The right partner for secretion

Basophils and mast cells are immune cells that initiate allergic reactions and participate in host defense by releasing intracellular granules that contain proteases, lipid mediators, cytokines, and histamine. Degranulation requires the fusion of secretory granules with the plasma membrane, a process that is tightly controlled by SNARE family proteins. Madera-Salcedo et al. noted that, in basophils of allergy patients, serum IgE concentration correlated with the abundance of tomosyn, an inhibitor of SNARE activity. PKCδ-dependent phosphorylation of tomosyn caused it to swap its SNARE protein binding partner. Inhibition or loss of PKC increased mast cell degranulation. The authors suggest that the IgE-correlated expression of tomosyn may function as a feedback loop to limit mast cell degranulation and allergic symptoms in patients.

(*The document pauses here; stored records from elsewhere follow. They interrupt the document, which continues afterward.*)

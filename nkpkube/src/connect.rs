use async_trait::async_trait;
use console::style;
use tracing::info;

use crate::config::Settings;
use crate::directory::{ClusterDirectory, ClusterSource};
use crate::error::Result;
use crate::launcher::{SessionLauncher, SessionMode, SessionOutcome};
use crate::locator::{locate_credential, CredentialFile};
use crate::management::ManagementHandle;
use crate::picker::Picker;
use crate::secret::{resolve_credential, SecretSource};

/// Turns a management kubeconfig on disk into something that can be queried.
#[async_trait]
pub trait Connector {
    type Handle: ClusterSource + SecretSource + Send + Sync;

    async fn connect(&self, file: &CredentialFile) -> Result<Self::Handle>;
}

pub struct KubeConnector;

#[async_trait]
impl Connector for KubeConnector {
    type Handle = ManagementHandle;

    async fn connect(&self, file: &CredentialFile) -> Result<ManagementHandle> {
        ManagementHandle::connect(file).await
    }
}

/// Pick a management cluster, pick one of its workload clusters, then hand
/// that cluster's kubeconfig to the launcher.
pub async fn connect<C: Connector + Sync>(
    settings: &Settings,
    connector: &C,
    picker: &mut dyn Picker,
    launcher: &SessionLauncher,
    mode: SessionMode,
) -> Result<SessionOutcome> {
    let file = locate_credential(&settings.credentials_dir, picker)?;
    let handle = connector.connect(&file).await?;

    let cluster = ClusterDirectory::new(&handle)
        .exclude_default_namespace(settings.exclude_default_namespace)
        .resolve(picker)
        .await?;
    println!(
        "Connecting on cluster {} (namespace: {})",
        style(&cluster.name).bold(),
        cluster.namespace
    );

    let credential = resolve_credential(&handle, &cluster).await?;
    info!(?mode, cluster = %cluster.name, "launching session");

    launcher.launch(mode, &cluster.name, &credential)
}
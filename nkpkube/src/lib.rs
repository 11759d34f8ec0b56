pub mod config;
pub mod connect;
pub mod directory;
pub mod error;
pub mod launcher;
pub mod locator;
pub mod management;
pub mod picker;
pub mod secret;

use std::io;
use std::path::PathBuf;

pub use config::Settings;
pub use connect::{connect, Connector, KubeConnector};
pub use error::{ConnectError, Result};
pub use launcher::{SessionLauncher, SessionMode, SessionOutcome, Shell};
pub use picker::{FuzzyPicker, Picker};

pub fn kube_dir() -> Result<PathBuf> {
    let home = dirs::home_dir().ok_or_else(|| {
        ConnectError::io(
            "Getting home directory",
            io::Error::new(io::ErrorKind::NotFound, "no home directory for the current user"),
        )
    })?;
    Ok(home.join(".kube"))
}
use std::collections::BTreeMap;

use async_trait::async_trait;
use chrono::{DateTime, Utc};
use tracing::{debug, info};

use crate::error::{ConnectError, Result};
use crate::picker::{pick_one, Picker};

// region: Cluster API resource
pub const CLUSTER_GROUP: &str = "cluster.x-k8s.io";
pub const CLUSTER_VERSION: &str = "v1beta1";
pub const CLUSTER_KIND: &str = "Cluster";
pub const CLUSTER_PLURAL: &str = "clusters";
// endregion

pub const CLUSTER_PROMPT: &str = "Select cluster > ";
pub const DEFAULT_NAMESPACE: &str = "default";

/// A workload cluster registered with the management cluster.
#[derive(Debug, Clone, PartialEq, Eq)]
pub struct ClusterRecord {
    pub name: String,
    pub namespace: String,
    pub created_at: Option<DateTime<Utc>>,
    pub labels: BTreeMap<String, String>,
    pub annotations: BTreeMap<String, String>,
}

impl ClusterRecord {
    pub fn new(namespace: impl Into<String>, name: impl Into<String>) -> Self {
        Self {
            name: name.into(),
            namespace: namespace.into(),
            created_at: None,
            labels: BTreeMap::new(),
            annotations: BTreeMap::new(),
        }
    }

    pub fn created_at(mut self, created_at: DateTime<Utc>) -> Self {
        self.created_at = Some(created_at);
        self
    }

    pub fn age(&self, now: DateTime<Utc>) -> String {
        match self.created_at {
            Some(created_at) => format_age((now - created_at).num_seconds()),
            None => "unknown".to_string(),
        }
    }

    pub fn preview(&self, now: DateTime<Utc>) -> String {
        format!(
            "Name: {}\nNamespace: {}\nCreated: {}\n",
            self.name,
            self.namespace,
            self.age(now)
        )
    }
}

/// Render an elapsed time the way kubectl's AGE column does.
///
/// Months are a flat 30 days. Negative input (clock skew) reads as `0s`.
pub fn format_age(seconds: i64) -> String {
    let seconds = seconds.max(0);
    match seconds {
        s if s < 60 => format!("{s}s"),
        s if s < 3_600 => format!("{}m", s / 60),
        s if s < 86_400 => format!("{}h", s / 3_600),
        s if s < 2_592_000 => format!("{}d", s / 86_400),
        s => format!("{}M", s / 2_592_000),
    }
}

#[async_trait]
pub trait ClusterSource {
    /// All `clusters.cluster.x-k8s.io` objects, across every namespace.
    async fn list_clusters(&self) -> Result<Vec<ClusterRecord>>;
}

pub struct ClusterDirectory<'a, S: ?Sized> {
    source: &'a S,
    exclude_default_namespace: bool,
}

impl<'a, S: ClusterSource + Sync + ?Sized> ClusterDirectory<'a, S> {
    pub fn new(source: &'a S) -> Self {
        Self {
            source,
            exclude_default_namespace: false,
        }
    }

    pub fn exclude_default_namespace(mut self, exclude: bool) -> Self {
        self.exclude_default_namespace = exclude;
        self
    }

    /// Clusters eligible for selection, ordered by namespace then name.
    pub async fn candidates(&self) -> Result<Vec<ClusterRecord>> {
        let mut clusters = self.source.list_clusters().await?;
        debug!(count = clusters.len(), "listed Cluster API clusters");

        if self.exclude_default_namespace {
            clusters.retain(|cluster| cluster.namespace != DEFAULT_NAMESPACE);
        }
        clusters.sort_by(|a, b| (&a.namespace, &a.name).cmp(&(&b.namespace, &b.name)));

        Ok(clusters)
    }

    pub async fn resolve(&self, picker: &mut dyn Picker) -> Result<ClusterRecord> {
        let clusters = self.candidates().await?;
        let now = Utc::now();
        let preview = |cluster: &ClusterRecord| cluster.preview(now);

        let cluster = pick_one(
            picker,
            CLUSTER_PROMPT,
            clusters,
            |cluster| cluster.name.clone(),
            Some(&preview),
            || ConnectError::NotFound("no CAPI clusters found in the kubernetes cluster".into()),
        )?;

        info!(cluster = %cluster.name, namespace = %cluster.namespace, "selected workload cluster");
        Ok(cluster)
    }
}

Soluble N-ethylmaleimide–sensitive factor attachment protein receptor (SNARE) family proteins mediate membrane fusion critical for vesicular transport and cellular secretion. Mast cells rely on SNARE-mediated membrane fusion for degranulation stimulated by crosslinking of immunoglobulin E (IgE) bound to the Fcε receptor (FcεRI). We investigated the mechanisms downstream of receptor activation that control degranulation. We found that the SNARE binding protein tomosyn-1 (also known as STXBP5) inhibited FcεRI-stimulated degranulation of mast cells. After mast cell activation, tomosyn-1 was phosphorylated on serine and threonine residues, dissociated from the SNARE protein syntaxin 4 (STX4), and associated with STX3. We identified PKCδ as the major kinase required for tomosyn-1 threonine phosphorylation and for regulation of the interaction with STXs. Incubation with high IgE concentrations increased tomosyn-1 abundance in cultured mast cells. Similarly, in basophils from allergic patients with high amounts of serum IgE, the abundance of tomosyn-1 was increased as compared to that in patients with normal IgE concentrations. Our findings identified tomosyn-1 as an inhibitor of mast cell degranulation that required PKCδ to switch its interaction with STX partners during fusion. We suggest that the IgE-mediated increase in tomosyn-1 abundance in allergic patients may represent a counterregulatory mechanism to limit disease development.